» **YOUR OBJECTIVE**:
Find how many lines of the following entries contain "instrument". Reply with the number alone.
------
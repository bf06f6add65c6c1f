use super::BencodeError;
use super::BencodeResult;
use super::BencodeValue;

use std::collections::BTreeMap;
use tracing::instrument;

/// Decodes a complete bencode value from `input`.
///
/// The whole buffer must be consumed; trailing bytes after the first value
/// are rejected. This is the right entry point for metainfo files and
/// tracker response bodies, which are exactly one value each.
///
/// # Errors
/// Returns a [`BencodeError`] carrying the byte offset of the first
/// malformed byte.
#[instrument(skip(input), level = "trace")]
pub fn decode(input: &[u8]) -> BencodeResult<BencodeValue> {
    let mut decoder = Decoder::new(input);
    let value = decoder.decode_next()?;
    if decoder.pos != input.len() {
        return Err(BencodeError::TrailingBytes(decoder.pos));
    }
    Ok(value)
}

/// Recursive descent over a byte buffer with an explicit cursor, so every
/// failure can report where it happened.
struct Decoder<'a> {
    input: &'a [u8],
    pos: usize,
}

impl<'a> Decoder<'a> {
    fn new(input: &'a [u8]) -> Self {
        Self { input, pos: 0 }
    }

    fn peek(&self) -> BencodeResult<u8> {
        self.input
            .get(self.pos)
            .copied()
            .ok_or(BencodeError::UnexpectedEoi(self.pos))
    }

    fn advance(&mut self) -> BencodeResult<u8> {
        let byte = self.peek()?;
        self.pos += 1;
        Ok(byte)
    }

    /// Consumes the decimal digits of an ASCII number up to (and including)
    /// `delimiter`, returning the digit slice. Used for both string lengths
    /// and integer bodies.
    fn read_until(&mut self, delimiter: u8) -> BencodeResult<&'a [u8]> {
        let input = self.input;
        let start = self.pos;
        loop {
            let byte = self.advance()?;
            if byte == delimiter {
                return Ok(&input[start..self.pos - 1]);
            }
        }
    }

    /// `<len>:<bytes>`. The length is a non-negative decimal without leading
    /// zeros; exactly `len` raw bytes follow, not UTF-8 validated.
    fn decode_string(&mut self) -> BencodeResult<Vec<u8>> {
        let start = self.pos;
        let digits = self.read_until(b':')?;
        if !is_valid_number(digits) {
            return Err(BencodeError::InvalidStringLength(start));
        }
        // digits are ASCII, so from_utf8 cannot fail; parse can only
        // overflow usize
        let length = std::str::from_utf8(digits)
            .ok()
            .and_then(|s| s.parse::<usize>().ok())
            .ok_or(BencodeError::InvalidStringLength(start))?;

        if self.input.len() - self.pos < length {
            return Err(BencodeError::UnexpectedEoi(self.input.len()));
        }
        let bytes = self.input[self.pos..self.pos + length].to_vec();
        self.pos += length;
        Ok(bytes)
    }

    /// `i<digits>e`. No leading zero except `0` itself; `-0` and empty
    /// digits are rejected.
    fn decode_integer(&mut self) -> BencodeResult<i64> {
        let start = self.pos;
        let first = self.advance()?;
        if first != b'i' {
            return Err(BencodeError::InvalidFormat {
                offset: start,
                reason: "integer must start with 'i'",
            });
        }

        let digits = self.read_until(b'e')?;
        let unsigned = digits.strip_prefix(b"-").unwrap_or(digits);
        if unsigned.is_empty() || (digits.first() == Some(&b'-') && unsigned == b"0") {
            return Err(BencodeError::InvalidInteger(start));
        }
        if !is_valid_number(unsigned) {
            return Err(BencodeError::InvalidInteger(start));
        }

        std::str::from_utf8(digits)
            .ok()
            .and_then(|s| s.parse::<i64>().ok())
            .ok_or(BencodeError::InvalidInteger(start))
    }

    /// `l<value>*e`.
    fn decode_list(&mut self) -> BencodeResult<Vec<BencodeValue>> {
        let start = self.pos;
        let first = self.advance()?;
        if first != b'l' {
            return Err(BencodeError::InvalidFormat {
                offset: start,
                reason: "list must start with 'l'",
            });
        }

        let mut list = Vec::new();
        loop {
            if self.peek()? == b'e' {
                self.advance()?;
                return Ok(list);
            }
            list.push(self.decode_next()?);
        }
    }

    /// `d(<string><value>)*e`. Keys are byte strings; duplicates are
    /// rejected.
    fn decode_dict(&mut self) -> BencodeResult<BTreeMap<Vec<u8>, BencodeValue>> {
        let start = self.pos;
        let first = self.advance()?;
        if first != b'd' {
            return Err(BencodeError::InvalidFormat {
                offset: start,
                reason: "dictionary must start with 'd'",
            });
        }

        let mut dict = BTreeMap::new();
        loop {
            if self.peek()? == b'e' {
                self.advance()?;
                return Ok(dict);
            }
            let key_offset = self.pos;
            let key = self.decode_string()?;
            let value = self.decode_next()?;
            if dict.insert(key, value).is_some() {
                return Err(BencodeError::DuplicateKey(key_offset));
            }
        }
    }

    fn decode_next(&mut self) -> BencodeResult<BencodeValue> {
        match self.peek()? {
            b'0'..=b'9' => self.decode_string().map(BencodeValue::String),
            b'i' => self.decode_integer().map(BencodeValue::Integer),
            b'l' => self.decode_list().map(BencodeValue::List),
            b'd' => self.decode_dict().map(BencodeValue::Dict),
            _ => Err(BencodeError::InvalidFormat {
                offset: self.pos,
                reason: "unexpected value prefix",
            }),
        }
    }
}

/// Digits only, and no leading zero unless the number is exactly "0".
fn is_valid_number(digits: &[u8]) -> bool {
    if digits.is_empty() {
        return false;
    }
    if digits.len() > 1 && digits[0] == b'0' {
        return false;
    }
    digits.iter().all(u8::is_ascii_digit)
}

#[cfg(test)]
mod tests {
    use super::*;

    fn dict(entries: Vec<(&[u8], BencodeValue)>) -> BencodeValue {
        BencodeValue::Dict(entries.into_iter().map(|(k, v)| (k.to_vec(), v)).collect())
    }

    #[test]
    fn decodes_integers() {
        assert_eq!(decode(b"i42e").unwrap(), BencodeValue::Integer(42));
        assert_eq!(decode(b"i0e").unwrap(), BencodeValue::Integer(0));
        assert_eq!(decode(b"i-7e").unwrap(), BencodeValue::Integer(-7));
        assert_eq!(
            decode(b"i9223372036854775807e").unwrap(),
            BencodeValue::Integer(i64::MAX)
        );
    }

    #[test]
    fn rejects_bad_integers() {
        assert!(matches!(decode(b"i-0e"), Err(BencodeError::InvalidInteger(0))));
        assert!(matches!(decode(b"i042e"), Err(BencodeError::InvalidInteger(0))));
        assert!(matches!(decode(b"ie"), Err(BencodeError::InvalidInteger(0))));
        assert!(matches!(decode(b"i12"), Err(BencodeError::UnexpectedEoi(3))));
    }

    #[test]
    fn decodes_strings() {
        assert_eq!(
            decode(b"4:spam").unwrap(),
            BencodeValue::String(b"spam".to_vec())
        );
        assert_eq!(decode(b"0:").unwrap(), BencodeValue::String(Vec::new()));
        // raw bytes, not UTF-8
        assert_eq!(
            decode(b"3:\xff\x00\x01").unwrap(),
            BencodeValue::String(vec![0xff, 0x00, 0x01])
        );
    }

    #[test]
    fn rejects_bad_strings() {
        assert!(matches!(
            decode(b"01:a"),
            Err(BencodeError::InvalidStringLength(0))
        ));
        assert!(matches!(decode(b"5:spam"), Err(BencodeError::UnexpectedEoi(6))));
        assert!(matches!(
            decode(b"-1:a"),
            Err(BencodeError::InvalidFormat { offset: 0, .. })
        ));
    }

    #[test]
    fn decodes_lists() {
        assert_eq!(
            decode(b"l4:spami42ee").unwrap(),
            BencodeValue::List(vec![
                BencodeValue::String(b"spam".to_vec()),
                BencodeValue::Integer(42),
            ])
        );
        assert_eq!(decode(b"le").unwrap(), BencodeValue::List(Vec::new()));
    }

    #[test]
    fn decodes_dicts() {
        assert_eq!(
            decode(b"d3:bar4:spam3:fooi42ee").unwrap(),
            dict(vec![
                (b"bar", BencodeValue::String(b"spam".to_vec())),
                (b"foo", BencodeValue::Integer(42)),
            ])
        );
    }

    #[test]
    fn rejects_duplicate_keys() {
        assert!(matches!(
            decode(b"d3:fooi1e3:fooi2ee"),
            Err(BencodeError::DuplicateKey(9))
        ));
    }

    #[test]
    fn rejects_trailing_bytes() {
        assert!(matches!(
            decode(b"i1ei2e"),
            Err(BencodeError::TrailingBytes(3))
        ));
    }

    #[test]
    fn rejects_truncated_nesting() {
        assert!(matches!(
            decode(b"ld3:fooi1e"),
            Err(BencodeError::UnexpectedEoi(10))
        ));
    }

    #[test]
    fn error_offsets_point_into_nested_values() {
        // the bad integer starts at offset 7
        assert!(matches!(
            decode(b"d3:fooli-0eee"),
            Err(BencodeError::InvalidInteger(7))
        ));
    }
}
------
» **EXERCISE RESPONSE**:
2